Task to carry out: Identify all lines below that hold "results" and collect them.
### Material to process
/// Sort direction for query results.
#[derive(Debug, Clone, Copy, PartialEq, Eq)]
pub enum SortDirection {
    /// Ascending order (A to Z, 0 to 9, earliest to latest).
    Asc,
    /// Descending order (Z to A, 9 to 0, latest to earliest).
    Desc,
}

impl SortDirection {
    /// Returns the stored form, `1` or `-1`.
    pub fn as_i32(&self) -> i32 {
        match self {
            SortDirection::Asc => 1,
            SortDirection::Desc => -1,
        }
    }
}

/// Field operators supported by [`Query::operator`].
#[derive(Debug, Clone, Copy, PartialEq, Eq, Hash)]
pub enum OperatorKind {
    /// Value is one of a list.
    In,
    /// Value is none of a list.
    NotIn,
    /// Value differs.
    NotEquals,
    /// Value is greater.
    GreaterThan,
    /// Value is greater or equal.
    GreaterOrEqual,
    /// Value is smaller.
    LessThan,
    /// Value is smaller or equal.
    LessOrEqual,
    /// Array has exactly the given length.
    Size,
    /// Field is present (or absent).
    Exists,
    /// Array contains all given values.
    All,
    /// Value modulo divisor equals remainder.
    Mod,
    /// Point is near a location.
    Near,
    /// Upper bound on the distance used by [`OperatorKind::Near`].
    MaxDistance,
}

impl OperatorKind {
    /// Every supported operator.
    pub const ALL: [OperatorKind; 13] = [
        OperatorKind::In,
        OperatorKind::NotIn,
        OperatorKind::NotEquals,
        OperatorKind::GreaterThan,
        OperatorKind::GreaterOrEqual,
        OperatorKind::LessThan,
        OperatorKind::LessOrEqual,
        OperatorKind::Size,
        OperatorKind::Exists,
        OperatorKind::All,
        OperatorKind::Mod,
        OperatorKind::Near,
        OperatorKind::MaxDistance,
    ];

    /// Returns the operator name without the `$` prefix.
    pub fn as_str(&self) -> &'static str {
        match self {
            OperatorKind::In => "in",
            OperatorKind::NotIn => "nin",
            OperatorKind::NotEquals => "ne",
            OperatorKind::GreaterThan => "gt",
            OperatorKind::GreaterOrEqual => "gte",
            OperatorKind::LessThan => "lt",
            OperatorKind::LessOrEqual => "lte",
            OperatorKind::Size => "size",
            OperatorKind::Exists => "exists",
            OperatorKind::All => "all",
            OperatorKind::Mod => "mod",
            OperatorKind::Near => "near",
            OperatorKind::MaxDistance => "maxDistance",
        }
    }

    /// Returns the key used in a filter document, e.g. `$gt`.
    pub fn key(&self) -> String {
        format!("${}", self.as_str())
    }
}

impl FromStr for OperatorKind {
    type Err = DocumentStoreError;

    fn from_str(kind: &str) -> Result<Self, Self::Err> {
        OperatorKind::ALL
            .into_iter()
            .find(|operator| operator.as_str() == kind)
            .ok_or_else(|| DocumentStoreError::InvalidOperatorKind(kind.to_string()))
    }
}

impl fmt::Display for OperatorKind {
    fn fmt(&self, f: &mut fmt::Formatter<'_>) -> fmt::Result {
        f.write_str(self.as_str())
    }
}

/// Logical operators accepted by [`Query::subquery`].
///
/// `not` is deliberately absent.
#[derive(Debug, Clone, Copy, PartialEq, Eq, Hash)]
pub enum LogicalKind {
    And,
    Or,
    Nor,
}

impl LogicalKind {
    /// Returns the key used in a filter document, e.g. `$or`.
    pub fn key(&self) -> &'static str {
        match self {
            LogicalKind::And => "$and",
            LogicalKind::Or => "$or",
            LogicalKind::Nor => "$nor",
        }
    }
}

impl FromStr for LogicalKind {
    type Err = DocumentStoreError;

    fn from_str(kind: &str) -> Result<Self, Self::Err> {
        match kind {
            "and" => Ok(LogicalKind::And),
            "or" => Ok(LogicalKind::Or),
            "nor" => Ok(LogicalKind::Nor),
            other => Err(DocumentStoreError::UnsupportedLogicalKind(other.to_string())),
        }
    }
}

/// One accumulated filter condition.
#[derive(Debug, Clone, PartialEq)]
pub enum Condition {
    /// `{field: value}` where value is a plain value or an operator document.
    Field(String, Bson),
    /// A nested, already optimized filter under `$and`, `$or` or `$nor`.
    Logical(LogicalKind, Document),
}

/// How a field is projected in results.
#[derive(Debug, Clone, PartialEq)]
pub enum Projection {
    /// Leave the field out.
    Exclude,
    /// Return only part of an array field: a count, or `[skip, count]`.
    Slice(Bson),
}

impl Projection {
    fn to_bson(&self) -> Bson {
        match self {
            Projection::Exclude => Bson::Int32(0),
            Projection::Slice(spec) => Bson::Document(doc! { "$slice": spec.clone() }),
        }
    }
}

/// A query specification for one collection.
///
/// Builder methods consume and return the query so calls can be chained.
/// A query is a single-owner value and is not meant to be shared between tasks
/// while it is being built.
#[derive(Debug, Clone)]
pub struct Query {
    store: DocumentStore,
    collection: String,
    conditions: Vec<Condition>,
    sort: Document,
    projection: IndexMap<String, Projection>,
    limit: u64,
    skip: u64,
    deferred: Option<DocumentStoreError>,
}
######
Solved problem:
/// Sort direction for query results.
/// How a field is projected in results.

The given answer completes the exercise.